Maggie had to do a little dance in getting the table arrangements the way she wanted them.  I’d actually heard of it before at a friend’s wedding, where instead of just above and below the salt there’s some kind of superiourity awarded for being the ones closest to the bride and groom.  I presumed that in Maggie’s mind there was some kind of flowchart involved in who she sat where, so I just hung back and waited for an empty seat.

Seating five is always awkward, anyway.  I think the rule is pretend you’re seating six, and then take a chair away, but I’ve not yet worked at a restaurant.   When I finally grabbed a seat, I figured Maggie had balanced it right.  I sat at the head (or foot – knowing Maggie) of the table.  Maggie was on my left, and Doloise on my right.  Sylvia was on Maggie’s left and Matana on Doloise’s right.  I figured that about balanced cruelty and naïveté.  Who knows, maybe women keep some kind of scoreboard in their heads.  Or maybe she just wanted me farthest in the aisle so I’d be most likely to have someone trip over me.

“I do not drink wine,” Matana said, passing the list over to Mags.  I almost chuckled.  Actually, unless they were badly integrated, vampires could (and should) drink or eat anything their host could.   That was a little social signpost to see if a vampire had gone pulling too much from Outside; could they eat a hamburger meal from a fastfood joint without any real problems?  I quirked an eyebrow at Matana anyway, placing the passed wine list back on to the table.

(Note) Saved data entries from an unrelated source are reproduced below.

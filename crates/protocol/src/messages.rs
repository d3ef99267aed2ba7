//! HTTP request and response payloads for the upload endpoints.

use chrono::{DateTime, Utc};
use serde::{Deserialize, Serialize};

// ---------------------------------------------------------------------------
// Requests
// ---------------------------------------------------------------------------

/// Declares an upload and asks for a chunk plan.
#[derive(Debug, Clone, PartialEq, Serialize, Deserialize)]
#[serde(rename_all = "camelCase")]
pub struct CreateUploadRequest {
    pub file_name: String,
    pub workspace_id: String,
    pub total_size: u64,
    #[serde(default, skip_serializing_if = "Option::is_none")]
    pub chunk_size_hint: Option<u64>,
    /// Hex SHA-256 of the whole file, verified at finalize when present.
    #[serde(default, skip_serializing_if = "Option::is_none")]
    pub content_hash: Option<String>,
}

// ---------------------------------------------------------------------------
// Responses
// ---------------------------------------------------------------------------

/// Chunk plan returned for a new session.
#[derive(Debug, Clone, PartialEq, Serialize, Deserialize)]
#[serde(rename_all = "camelCase")]
pub struct CreateUploadResponse {
    pub session_id: String,
    pub chunk_size: u64,
    pub chunk_count: u32,
    pub expires_at: DateTime<Utc>,
}

/// Acknowledgement for one submitted chunk.
#[derive(Debug, Clone, PartialEq, Serialize, Deserialize)]
#[serde(rename_all = "camelCase")]
pub struct SubmitChunkResponse {
    pub accepted: bool,
    pub received_count: u32,
    pub total_count: u32,
}

/// Lifecycle state of an upload session.
#[derive(Debug, Clone, Copy, PartialEq, Eq, Serialize, Deserialize)]
pub enum SessionStatus {
    #[serde(rename = "pending")]
    Pending,
    #[serde(rename = "active")]
    Active,
    #[serde(rename = "assembling")]
    Assembling,
    #[serde(rename = "complete")]
    Complete,
    #[serde(rename = "failed")]
    Failed,
    #[serde(rename = "expired")]
    Expired,
}

impl SessionStatus {
    /// Terminal states never transition elsewhere.
    pub fn is_terminal(&self) -> bool {
        matches!(
            self,
            SessionStatus::Complete | SessionStatus::Failed | SessionStatus::Expired
        )
    }
}

/// Read-only snapshot of a session, for resume decisions.
#[derive(Debug, Clone, PartialEq, Serialize, Deserialize)]
#[serde(rename_all = "camelCase")]
pub struct SessionStatusResponse {
    pub session_id: String,
    pub status: SessionStatus,
    pub received_count: u32,
    pub total_count: u32,
    /// Indices accepted so far, ascending.
    pub received_indices: Vec<u32>,
    pub expires_at: DateTime<Utc>,
}

/// A finished file, created only by successful assembly.
#[derive(Debug, Clone, PartialEq, Serialize, Deserialize)]
#[serde(rename_all = "camelCase")]
pub struct FileRecord {
    pub id: String,
    pub workspace_id: String,
    pub owner_id: String,
    pub file_name: String,
    pub total_size: u64,
    #[serde(default, skip_serializing_if = "Option::is_none")]
    pub content_hash: Option<String>,
    pub storage_key: String,
    pub created_at: DateTime<Utc>,
}

#[cfg(test)]
mod tests {
    use super::*;

    #[test]
    fn create_request_field_names() {
        let json = r#"{"fileName":"a.bin","workspaceId":"ws","totalSize":12582912,"chunkSizeHint":5242880}"#;
        let req: CreateUploadRequest = serde_json::from_str(json).unwrap();
        assert_eq!(req.file_name, "a.bin");
        assert_eq!(req.total_size, 12_582_912);
        assert_eq!(req.chunk_size_hint, Some(5_242_880));
        assert!(req.content_hash.is_none());
    }

    #[test]
    fn create_request_omits_empty_optionals() {
        let req = CreateUploadRequest {
            file_name: "a.bin".into(),
            workspace_id: "ws".into(),
            total_size: 1,
            chunk_size_hint: None,
            content_hash: None,
        };
        let json = serde_json::to_string(&req).unwrap();
        assert!(!json.contains("chunkSizeHint"));
        assert!(!json.contains("contentHash"));
    }

    #[test]
    fn session_status_serialization() {
        assert_eq!(
            serde_json::to_string(&SessionStatus::Assembling).unwrap(),
            "\"assembling\""
        );
        assert_eq!(
            serde_json::to_string(&SessionStatus::Expired).unwrap(),
            "\"expired\""
        );
    }

    #[test]
    fn terminal_states() {
        assert!(SessionStatus::Complete.is_terminal());
        assert!(SessionStatus::Failed.is_terminal());
        assert!(SessionStatus::Expired.is_terminal());
        assert!(!SessionStatus::Pending.is_terminal());
        assert!(!SessionStatus::Active.is_terminal());
        assert!(!SessionStatus::Assembling.is_terminal());
    }

    #[test]
    fn file_record_roundtrip() {
        let record = FileRecord {
            id: "f1".into(),
            workspace_id: "ws".into(),
            owner_id: "alice".into(),
            file_name: "report.pdf".into(),
            total_size: 1024,
            content_hash: None,
            storage_key: "files/ws/f1".into(),
            created_at: Utc::now(),
        };
        let json = serde_json::to_string(&record).unwrap();
        assert!(!json.contains("contentHash"));
        let parsed: FileRecord = serde_json::from_str(&json).unwrap();
        assert_eq!(parsed, record);
    }
}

“I am well in control of my hungers,” Matana said.  She seemed a little put out.

I didn’t have to imagine the Vampires Anonymous meetings as Wizard Pratchett already had.  (I wished again I could find out who had cursed him.)  Of course, in real life, people only really wear support ribbons when they were going on camera or other special functions.  I smiled.  “Just don’t bite Doloise.  She bites back.”

Doloise made a growl of assent.

“What’s the occasion?” I asked Mags after we ordered our food.  It was one of those waiters, you know, the kind that only listen to one person at the table, and that usually the one of the same gender.  I know it’s a hard job, but I didn’t understand that phenomenon.  I had been at meals where the chosen person had been a woman and no man could get in a word edgewise, even when the chosen woman had repeated the exact same thing I just did about my own order.   Oh well – I had to order for Doloise anyway.

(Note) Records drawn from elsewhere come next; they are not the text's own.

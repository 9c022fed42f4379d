//! Part instances
//!
//! A [`QueryPart`] binds a shared [`PartDef`] to concrete parameter values.
//! Instances are values: editing a parameter produces a new instance.

use std::sync::Arc;

use crate::error::{Error, Result};
use crate::types::PartModel;

use super::definition::{Category, PartDef, ParamType, PartRenderer};
use super::render::{Aggregator, RenderedPart};

/// A part definition bound to parameter values
#[derive(Debug, Clone)]
pub struct QueryPart {
    def: Arc<PartDef>,
    params: Vec<String>,
    part: PartModel,
}

impl QueryPart {
    /// Bind a persisted part to its definition
    ///
    /// A part without params takes a copy of the definition defaults, and the
    /// persisted record is updated to carry them.
    pub fn new(mut part: PartModel, def: Arc<PartDef>) -> Self {
        let params = part
            .params
            .get_or_insert_with(|| def.default_params.clone())
            .clone();

        Self { def, params, part }
    }

    /// Owning definition
    pub fn def(&self) -> &PartDef {
        &self.def
    }

    /// Shared handle to the owning definition
    pub fn def_handle(&self) -> &Arc<PartDef> {
        &self.def
    }

    /// Part type name
    pub fn part_type(&self) -> &str {
        &self.def.part_type
    }

    /// Definition category
    pub fn category(&self) -> Option<Category> {
        self.def.category
    }

    /// Parameter values
    pub fn params(&self) -> &[String] {
        &self.params
    }

    /// Persisted record this instance was built from
    pub fn part(&self) -> &PartModel {
        &self.part
    }

    /// Persisted record re-derived from the definition and current params
    pub fn to_persisted(&self) -> PartModel {
        PartModel::new(
            &self.def.part_type,
            Some(self.params.clone()),
            self.def.category,
        )
    }

    /// Editor label, e.g. `time(1m)` or `average()`
    pub fn text(&self) -> String {
        format!("{}({})", self.def.part_type, self.params.join(", "))
    }

    /// Copy of this part with the parameter at `index` set to `value`
    ///
    /// A comma separated value spills over into the following parameter when
    /// that parameter is optional. An empty value removes an optional parameter.
    /// `index` may address an existing parameter or append one directly after
    /// the last; anything further fails with [`Error::InvalidIndex`].
    pub fn with_param(&self, index: usize, value: &str) -> Result<QueryPart> {
        if index > self.params.len() {
            return Err(Error::InvalidIndex {
                what: "param",
                index,
                len: self.params.len(),
            });
        }

        let mut params = self.params.clone();
        set_param(&self.def, &mut params, index, value);

        let mut part = self.part.clone();
        part.params = Some(params.clone());

        Ok(QueryPart {
            def: Arc::clone(&self.def),
            params,
            part,
        })
    }

    /// Render this part
    ///
    /// `inner` is the expression a function part wraps; `interval` is the
    /// sampling window in seconds used by windowed aggregations.
    pub fn render(&self, inner: Option<&str>, interval: Option<f64>) -> Result<RenderedPart> {
        match &self.def.renderer {
            PartRenderer::Aggregate { kind, default_of } => {
                let tags: Vec<String> = self
                    .params
                    .iter()
                    .filter(|p| !p.trim().is_empty())
                    .cloned()
                    .collect();
                let of = if tags.is_empty() {
                    default_of.clone()
                } else {
                    Some(tags)
                };
                Ok(RenderedPart::Aggregator(Aggregator::group(*kind, of, interval)))
            }
            PartRenderer::Filter { kind } => {
                let k = self.int_param(0)?;
                Ok(RenderedPart::Aggregator(Aggregator::filter(*kind, k)))
            }
            PartRenderer::Function => Ok(RenderedPart::Expression(self.render_function(inner))),
        }
    }

    fn render_function(&self, inner: Option<&str>) -> String {
        let mut args: Vec<&str> = Vec::with_capacity(self.params.len() + 1);
        if let Some(inner) = inner.filter(|i| !i.is_empty()) {
            args.push(inner);
        }
        for (index, value) in self.params.iter().enumerate() {
            let is_time = self
                .def
                .params
                .get(index)
                .is_some_and(|p| p.param_type == ParamType::Time);
            if is_time && value == "auto" {
                args.push("$__interval");
            } else {
                args.push(value);
            }
        }
        format!("{}({})", self.def.part_type, args.join(", "))
    }

    fn int_param(&self, index: usize) -> Result<i64> {
        let raw = self.params.get(index).map(String::as_str).unwrap_or("");
        raw.trim().parse::<i64>().map_err(|_| Error::InvalidParam {
            part_type: self.def.part_type.clone(),
            index,
            value: raw.to_string(),
        })
    }
}

impl PartialEq for QueryPart {
    fn eq(&self, other: &Self) -> bool {
        (Arc::ptr_eq(&self.def, &other.def) || self.def == other.def) && self.params == other.params
    }
}

fn set_param(def: &PartDef, params: &mut Vec<String>, index: usize, value: &str) {
    if value.contains(',') && def.is_optional_param(index + 1) {
        for (offset, piece) in value.split(',').enumerate() {
            set_param(def, params, index + offset, piece.trim());
        }
        return;
    }

    if value.is_empty() && def.is_optional_param(index) {
        if index < params.len() {
            params.remove(index);
        }
        return;
    }

    if index < params.len() {
        params[index] = value.to_string();
    } else {
        params.push(value.to_string());
    }
}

Matana had chosen a salad.

“Matana is an exchange student from a coven back East,” Magda explained, “and we’re inducting Sylvia.  I figure anyone with the kind of control she had deserves a chance to develop the power.”  Sylvia smiled shyly.

“Exchange student?” I asked Matana.

“There are many ways to deal with the infection, my dear gentleman E.   I decided on a course of temperance, and so I learn techniques which flow with the laws of this place rather than the coldness Outside.”  She had beautiful, liquid eyes.  I believed her utterly.

Of course, then I glanced at Doloise, who had one hand playing idly with a fork and the other in a fist just under the table.  “Use the spoon,” I said.

She looked up at me.

“It hurts more.”

She dropped the fork and picked a spoon up instead.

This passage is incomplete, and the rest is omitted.